Another Life brings together choreographer and dancer Marie Kaae, algorithm artist Ada Ada Ada, and performance artist ELLE FIERCE united under one theme: water.
Another Life, a non-profit association, brings together renowned choreographer and dancer Marie Kaae, algorithm artist Ada Ada Ada, and performance artist ELLE FIERCE for a night of performances united by a single theme: water.
Each work arrives from a different place: the body, the code, the choreography. Yet all three ask the same quiet questions. How do we flow? How do we resist? How do we hold one another?
Marie Kaae will perform an extended scene from her latest solo “What she Said”, mixing poetry and dance, under the title “La Mere”.
Under the title “The Internet is an ocean of data” Ada Ada Ada will perform a performance about the connections between cyberspace and water.
ELLE FIERCE will be presenting a new performance work titled “WHITE SWAN — MANUFACTURED RITUALS FOR AN OBEDIENT BODY”.
Marie Kaae (she/her) is a Danish-Kurdish-Cameroonian choreographer and dancer with more than 30 years of experience at the performing arts scene and 20 years of specialization in house dance. She is renowned internationally as a performing artist as well as in the subculture, and her work evolves around the relation between music and dance as essential, and subjects concerned with authenticity, truth and soul.

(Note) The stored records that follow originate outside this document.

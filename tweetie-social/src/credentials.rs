//! Credentials file loader.
//!
//! Only the first line matters and it must look exactly like
//! `consumer_key, consumer_secret, access_token, access_token_secret`. The line is
//! trimmed as a whole; individual fields are taken verbatim.
use std::fmt;
use std::fs::File;
use std::io::{BufRead, BufReader};
use std::path::Path;
use std::str::FromStr;

use crate::error::CredentialsError;

const DELIMITER: &str = ", ";
const FIELDS: usize = 4;

#[derive(Clone, PartialEq, Eq)]
pub struct Credentials {
    pub consumer_key: String,
    pub consumer_secret: String,
    pub access_token: String,
    pub access_token_secret: String,
}

impl fmt::Debug for Credentials {
    fn fmt(&self, f: &mut fmt::Formatter<'_>) -> fmt::Result {
        f.debug_struct("Credentials")
            .field("consumer_key", &self.consumer_key)
            .field("consumer_secret", &"<redacted>")
            .field("access_token", &"<redacted>")
            .field("access_token_secret", &"<redacted>")
            .finish()
    }
}

impl Credentials {
    fn parse(line: &str, origin: impl FnOnce() -> String) -> Result<Self, CredentialsError> {
        let parts: Vec<&str> = line.trim().split(DELIMITER).collect();
        match parts.as_slice() {
            [key, secret, token, token_secret] => Ok(Self {
                consumer_key: key.to_string(),
                consumer_secret: secret.to_string(),
                access_token: token.to_string(),
                access_token_secret: token_secret.to_string(),
            }),
            _ => Err(CredentialsError::Malformed {
                origin: origin(),
                fields: parts.len(),
            }),
        }
    }
}

impl FromStr for Credentials {
    type Err = CredentialsError;

    /// ```
    /// use tweetie_social::Credentials;
    ///
    /// let creds: Credentials = "  k, s, t, ts \n".parse().unwrap();
    /// assert_eq!(creds.consumer_key, "k");
    /// assert_eq!(creds.access_token_secret, "ts");
    /// assert!("k,s,t,ts".parse::<Credentials>().is_err());
    /// ```
    fn from_str(line: &str) -> Result<Self, Self::Err> {
        Self::parse(line, || "credentials line".to_string())
    }
}

/// Read the first line of `path` into [`Credentials`].
pub fn load_keys(path: impl AsRef<Path>) -> Result<Credentials, CredentialsError> {
    let path = path.as_ref();
    let io_err = |source| CredentialsError::Io {
        path: path.to_path_buf(),
        source,
    };

    let mut line = String::new();
    BufReader::new(File::open(path).map_err(io_err)?)
        .read_line(&mut line)
        .map_err(io_err)?;

    let creds = Credentials::parse(&line, || path.display().to_string())?;
    tracing::debug!(path = %path.display(), fields = FIELDS, "credentials loaded");
    Ok(creds)
}

#[cfg(test)]
mod tests {
    use super::*;
    use std::io::Write;

    fn write_keys(contents: &str) -> tempfile::NamedTempFile {
        let mut file = tempfile::NamedTempFile::new().unwrap();
        file.write_all(contents.as_bytes()).unwrap();
        file
    }

    #[test]
    fn reads_four_fields_in_order() {
        let file = write_keys("a, b, c, d\n");
        let creds = load_keys(file.path()).unwrap();
        assert_eq!(
            creds,
            Credentials {
                consumer_key: "a".into(),
                consumer_secret: "b".into(),
                access_token: "c".into(),
                access_token_secret: "d".into(),
            }
        );
    }

    #[test]
    fn strips_whitespace_around_the_line() {
        let file = write_keys("\t  a, b, c, d   \r\n");
        let creds = load_keys(file.path()).unwrap();
        assert_eq!(creds.consumer_key, "a");
        assert_eq!(creds.access_token_secret, "d");
    }

    #[test]
    fn only_first_line_is_read() {
        let file = write_keys("a, b, c, d\nthis, line, is, ignored, entirely\n");
        let creds = load_keys(file.path()).unwrap();
        assert_eq!(creds.access_token, "c");
    }

    #[test]
    fn wrong_field_counts_are_rejected() {
        for (line, expected) in [
            ("a, b, c", 3),
            ("a, b, c, d, e", 5),
            ("a,b,c,d", 1),
            ("", 1),
        ] {
            let file = write_keys(line);
            match load_keys(file.path()) {
                Err(CredentialsError::Malformed { fields, origin }) => {
                    assert_eq!(fields, expected, "line {line:?}");
                    assert_eq!(origin, file.path().display().to_string());
                }
                other => panic!("line {line:?}: unexpected {other:?}"),
            }
        }
    }

    #[test]
    fn missing_file_is_an_io_error() {
        let dir = tempfile::tempdir().unwrap();
        let missing = dir.path().join("nope.csv");
        assert!(matches!(
            load_keys(&missing),
            Err(CredentialsError::Io { path, .. }) if path == missing
        ));
    }

    #[test]
    fn debug_hides_secrets() {
        let creds: Credentials = "key, secret, token, tsecret".parse().unwrap();
        let shown = format!("{creds:?}");
        assert!(shown.contains("key"));
        assert!(!shown.contains("tsecret"));
        assert!(!shown.contains("\"secret\""));
    }
}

Ada Ada Ada is an algorithmic artist and technology communicator. She works with gender, queerness, and bodies as perceived by computers through algorithms, software, and artificial intelligence. Ada Ada Ada moves across art forms, and her practice has so far included performative photography, video art, generative art, web art, short stories, interactive installations and live artificial intelligence performance. In the center of Ada’s practice lies the question: How can algorithms be used in innovative ways to understand and challenge experiences of gender, queerness and bodies?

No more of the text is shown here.